--- Given records ---

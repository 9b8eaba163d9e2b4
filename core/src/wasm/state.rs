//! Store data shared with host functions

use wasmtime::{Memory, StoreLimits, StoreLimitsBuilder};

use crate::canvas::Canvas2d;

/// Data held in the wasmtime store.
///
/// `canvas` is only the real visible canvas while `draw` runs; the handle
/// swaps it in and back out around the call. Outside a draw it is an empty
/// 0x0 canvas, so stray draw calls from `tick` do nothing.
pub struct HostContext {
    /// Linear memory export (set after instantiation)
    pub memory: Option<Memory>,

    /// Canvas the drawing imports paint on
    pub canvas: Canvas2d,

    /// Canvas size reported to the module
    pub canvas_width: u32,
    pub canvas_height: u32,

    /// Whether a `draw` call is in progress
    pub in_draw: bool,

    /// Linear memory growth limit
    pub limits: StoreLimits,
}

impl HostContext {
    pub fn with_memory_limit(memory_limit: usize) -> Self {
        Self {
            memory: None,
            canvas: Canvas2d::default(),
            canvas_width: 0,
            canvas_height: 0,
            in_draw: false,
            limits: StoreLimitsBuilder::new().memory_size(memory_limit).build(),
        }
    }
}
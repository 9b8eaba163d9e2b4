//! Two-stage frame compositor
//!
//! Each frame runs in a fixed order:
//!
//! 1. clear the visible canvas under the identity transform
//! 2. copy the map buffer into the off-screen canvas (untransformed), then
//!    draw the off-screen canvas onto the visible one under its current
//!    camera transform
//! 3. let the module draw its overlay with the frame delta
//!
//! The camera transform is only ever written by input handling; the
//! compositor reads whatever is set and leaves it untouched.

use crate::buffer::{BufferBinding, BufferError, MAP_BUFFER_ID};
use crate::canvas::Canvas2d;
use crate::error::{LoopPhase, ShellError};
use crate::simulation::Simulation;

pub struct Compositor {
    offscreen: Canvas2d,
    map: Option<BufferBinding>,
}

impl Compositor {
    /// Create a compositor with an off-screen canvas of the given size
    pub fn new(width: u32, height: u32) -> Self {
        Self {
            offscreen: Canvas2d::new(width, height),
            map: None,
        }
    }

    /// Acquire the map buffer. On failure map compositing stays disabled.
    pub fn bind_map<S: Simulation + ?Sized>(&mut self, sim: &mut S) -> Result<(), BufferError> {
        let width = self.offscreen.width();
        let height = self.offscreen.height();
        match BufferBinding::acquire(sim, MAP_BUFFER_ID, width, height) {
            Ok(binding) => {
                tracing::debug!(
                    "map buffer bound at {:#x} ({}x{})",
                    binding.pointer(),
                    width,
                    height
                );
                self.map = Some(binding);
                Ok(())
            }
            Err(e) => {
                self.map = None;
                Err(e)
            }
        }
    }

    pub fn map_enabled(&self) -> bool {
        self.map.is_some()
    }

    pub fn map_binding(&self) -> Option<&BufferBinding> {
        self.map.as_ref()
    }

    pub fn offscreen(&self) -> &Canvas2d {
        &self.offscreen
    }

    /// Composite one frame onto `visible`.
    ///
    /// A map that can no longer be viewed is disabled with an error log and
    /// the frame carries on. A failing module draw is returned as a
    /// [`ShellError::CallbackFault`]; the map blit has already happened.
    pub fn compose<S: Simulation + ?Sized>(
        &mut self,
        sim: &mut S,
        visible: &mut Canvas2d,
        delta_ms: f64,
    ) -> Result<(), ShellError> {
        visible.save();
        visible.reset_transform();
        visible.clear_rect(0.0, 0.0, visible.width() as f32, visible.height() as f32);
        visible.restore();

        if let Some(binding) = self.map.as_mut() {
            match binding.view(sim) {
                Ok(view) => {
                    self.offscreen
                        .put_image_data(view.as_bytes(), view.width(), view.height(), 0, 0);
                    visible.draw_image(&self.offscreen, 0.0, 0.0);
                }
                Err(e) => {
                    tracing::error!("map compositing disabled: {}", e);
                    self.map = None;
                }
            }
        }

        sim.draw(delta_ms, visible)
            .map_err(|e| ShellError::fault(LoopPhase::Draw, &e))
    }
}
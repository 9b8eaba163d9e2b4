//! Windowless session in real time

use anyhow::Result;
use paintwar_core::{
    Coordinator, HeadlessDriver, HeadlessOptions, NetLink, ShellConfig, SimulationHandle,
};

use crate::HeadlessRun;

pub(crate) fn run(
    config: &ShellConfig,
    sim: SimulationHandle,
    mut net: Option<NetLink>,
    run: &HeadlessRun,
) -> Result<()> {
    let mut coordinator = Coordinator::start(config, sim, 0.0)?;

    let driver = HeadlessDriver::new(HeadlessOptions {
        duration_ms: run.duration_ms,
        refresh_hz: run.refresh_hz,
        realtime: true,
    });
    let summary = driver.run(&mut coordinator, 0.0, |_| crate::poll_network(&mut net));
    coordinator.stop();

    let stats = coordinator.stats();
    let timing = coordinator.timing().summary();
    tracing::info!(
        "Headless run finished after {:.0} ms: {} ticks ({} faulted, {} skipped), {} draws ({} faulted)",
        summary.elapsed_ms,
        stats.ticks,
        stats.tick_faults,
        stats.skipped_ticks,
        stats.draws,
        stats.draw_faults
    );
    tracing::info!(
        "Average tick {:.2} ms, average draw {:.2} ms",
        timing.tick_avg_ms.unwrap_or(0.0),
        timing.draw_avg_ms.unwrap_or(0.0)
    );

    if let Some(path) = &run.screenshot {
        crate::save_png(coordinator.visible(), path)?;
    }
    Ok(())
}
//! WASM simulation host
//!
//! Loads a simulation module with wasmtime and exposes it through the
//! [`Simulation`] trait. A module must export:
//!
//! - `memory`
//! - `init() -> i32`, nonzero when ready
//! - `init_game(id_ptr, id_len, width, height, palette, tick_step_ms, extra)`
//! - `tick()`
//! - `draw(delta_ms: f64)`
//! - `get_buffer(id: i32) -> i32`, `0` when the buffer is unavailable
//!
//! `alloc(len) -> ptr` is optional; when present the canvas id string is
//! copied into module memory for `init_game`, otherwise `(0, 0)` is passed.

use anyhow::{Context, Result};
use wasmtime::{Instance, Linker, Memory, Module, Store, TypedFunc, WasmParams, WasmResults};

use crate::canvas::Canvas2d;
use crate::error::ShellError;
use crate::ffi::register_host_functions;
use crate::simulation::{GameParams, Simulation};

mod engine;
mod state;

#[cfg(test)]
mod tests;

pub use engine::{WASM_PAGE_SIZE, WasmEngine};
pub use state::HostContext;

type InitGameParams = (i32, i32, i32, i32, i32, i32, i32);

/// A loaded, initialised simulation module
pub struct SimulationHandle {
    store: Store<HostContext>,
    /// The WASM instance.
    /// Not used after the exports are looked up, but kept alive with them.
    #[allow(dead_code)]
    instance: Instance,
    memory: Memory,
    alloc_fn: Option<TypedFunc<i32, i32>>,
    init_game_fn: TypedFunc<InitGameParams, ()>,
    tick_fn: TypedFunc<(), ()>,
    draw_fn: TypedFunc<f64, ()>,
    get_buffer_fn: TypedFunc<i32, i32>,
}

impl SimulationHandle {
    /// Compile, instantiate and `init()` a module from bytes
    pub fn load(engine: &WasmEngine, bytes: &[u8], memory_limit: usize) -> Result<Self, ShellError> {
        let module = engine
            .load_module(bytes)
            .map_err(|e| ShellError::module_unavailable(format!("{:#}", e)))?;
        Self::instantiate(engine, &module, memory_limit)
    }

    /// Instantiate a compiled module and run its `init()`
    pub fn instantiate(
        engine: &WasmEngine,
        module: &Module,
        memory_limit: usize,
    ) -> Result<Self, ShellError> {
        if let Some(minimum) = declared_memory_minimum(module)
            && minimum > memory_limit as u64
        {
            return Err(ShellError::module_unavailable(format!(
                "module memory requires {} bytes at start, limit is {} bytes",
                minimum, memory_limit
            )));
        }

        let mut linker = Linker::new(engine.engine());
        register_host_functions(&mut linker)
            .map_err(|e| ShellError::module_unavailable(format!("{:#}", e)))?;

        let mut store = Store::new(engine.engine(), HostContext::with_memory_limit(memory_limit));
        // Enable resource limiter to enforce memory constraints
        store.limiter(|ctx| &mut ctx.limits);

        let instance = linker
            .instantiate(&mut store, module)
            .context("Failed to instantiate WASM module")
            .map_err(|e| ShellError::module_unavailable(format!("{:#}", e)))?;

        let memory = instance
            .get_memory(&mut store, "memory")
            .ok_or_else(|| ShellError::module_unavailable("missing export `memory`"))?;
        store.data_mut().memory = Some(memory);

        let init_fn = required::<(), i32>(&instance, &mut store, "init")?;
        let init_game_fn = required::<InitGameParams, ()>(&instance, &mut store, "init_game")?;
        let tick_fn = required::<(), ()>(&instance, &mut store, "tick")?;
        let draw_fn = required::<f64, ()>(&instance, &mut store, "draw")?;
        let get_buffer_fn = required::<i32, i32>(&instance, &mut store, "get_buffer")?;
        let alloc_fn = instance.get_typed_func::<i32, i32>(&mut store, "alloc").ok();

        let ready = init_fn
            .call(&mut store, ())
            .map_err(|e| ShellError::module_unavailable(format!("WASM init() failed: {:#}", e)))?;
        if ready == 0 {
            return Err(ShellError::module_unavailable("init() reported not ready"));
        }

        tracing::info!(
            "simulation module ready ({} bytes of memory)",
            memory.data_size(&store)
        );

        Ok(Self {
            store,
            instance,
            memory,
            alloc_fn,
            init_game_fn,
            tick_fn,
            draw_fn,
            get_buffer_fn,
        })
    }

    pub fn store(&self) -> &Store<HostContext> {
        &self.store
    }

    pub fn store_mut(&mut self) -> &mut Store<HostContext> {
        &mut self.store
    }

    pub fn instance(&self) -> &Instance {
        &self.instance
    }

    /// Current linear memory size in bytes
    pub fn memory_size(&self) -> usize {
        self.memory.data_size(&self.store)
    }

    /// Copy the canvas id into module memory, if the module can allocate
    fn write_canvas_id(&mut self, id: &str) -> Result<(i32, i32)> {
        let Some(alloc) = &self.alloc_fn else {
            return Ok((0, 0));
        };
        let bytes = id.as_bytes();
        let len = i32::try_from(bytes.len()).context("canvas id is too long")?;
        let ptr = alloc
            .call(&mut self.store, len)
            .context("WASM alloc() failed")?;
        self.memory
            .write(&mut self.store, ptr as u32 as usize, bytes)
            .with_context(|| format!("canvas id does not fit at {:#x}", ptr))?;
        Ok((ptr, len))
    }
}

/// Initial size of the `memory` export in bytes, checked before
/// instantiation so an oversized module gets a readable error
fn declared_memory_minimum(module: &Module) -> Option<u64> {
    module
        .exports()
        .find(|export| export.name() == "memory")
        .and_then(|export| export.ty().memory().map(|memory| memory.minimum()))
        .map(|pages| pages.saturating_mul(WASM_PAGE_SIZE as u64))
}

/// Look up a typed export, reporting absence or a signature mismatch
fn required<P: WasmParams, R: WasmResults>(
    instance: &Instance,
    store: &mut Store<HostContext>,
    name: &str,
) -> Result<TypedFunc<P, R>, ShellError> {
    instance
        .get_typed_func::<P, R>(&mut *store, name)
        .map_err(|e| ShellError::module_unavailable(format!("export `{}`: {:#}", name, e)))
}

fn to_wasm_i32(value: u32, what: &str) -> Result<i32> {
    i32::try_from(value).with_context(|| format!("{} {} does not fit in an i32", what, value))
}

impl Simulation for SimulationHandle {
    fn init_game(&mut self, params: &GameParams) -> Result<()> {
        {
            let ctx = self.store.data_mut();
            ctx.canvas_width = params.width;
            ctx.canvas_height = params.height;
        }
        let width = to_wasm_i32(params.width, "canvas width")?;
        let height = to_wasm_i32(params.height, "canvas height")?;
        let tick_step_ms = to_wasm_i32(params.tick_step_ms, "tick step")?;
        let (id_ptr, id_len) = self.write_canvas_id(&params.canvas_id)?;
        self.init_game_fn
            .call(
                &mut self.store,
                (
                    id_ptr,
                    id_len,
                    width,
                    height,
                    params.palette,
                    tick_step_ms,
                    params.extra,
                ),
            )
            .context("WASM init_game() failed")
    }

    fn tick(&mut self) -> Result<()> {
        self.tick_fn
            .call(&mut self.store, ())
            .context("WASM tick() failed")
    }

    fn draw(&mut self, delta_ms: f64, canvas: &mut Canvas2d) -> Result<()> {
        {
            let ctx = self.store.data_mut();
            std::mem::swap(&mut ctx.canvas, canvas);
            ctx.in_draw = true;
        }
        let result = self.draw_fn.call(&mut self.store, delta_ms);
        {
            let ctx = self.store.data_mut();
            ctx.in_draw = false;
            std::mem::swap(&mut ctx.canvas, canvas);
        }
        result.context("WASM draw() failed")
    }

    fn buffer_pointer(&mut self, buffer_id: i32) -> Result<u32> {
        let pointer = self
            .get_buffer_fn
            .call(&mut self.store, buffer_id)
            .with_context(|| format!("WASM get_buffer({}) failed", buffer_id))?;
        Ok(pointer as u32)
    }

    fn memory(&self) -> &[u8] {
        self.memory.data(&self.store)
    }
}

---

Your assignment: Look in the material above for the line with "runs; the handle" and the line with "memory growth limit", and transcribe exactly those lines and all lines between them, nothing more.

Result of the task:
/// `canvas` is only the real visible canvas while `draw` runs; the handle
/// swaps it in and back out around the call. Outside a draw it is an empty
/// 0x0 canvas, so stray draw calls from `tick` do nothing.
pub struct HostContext {
    /// Linear memory export (set after instantiation)
    pub memory: Option<Memory>,

    /// Canvas the drawing imports paint on
    pub canvas: Canvas2d,

    /// Canvas size reported to the module
    pub canvas_width: u32,
    pub canvas_height: u32,

    /// Whether a `draw` call is in progress
    pub in_draw: bool,

    /// Linear memory growth limit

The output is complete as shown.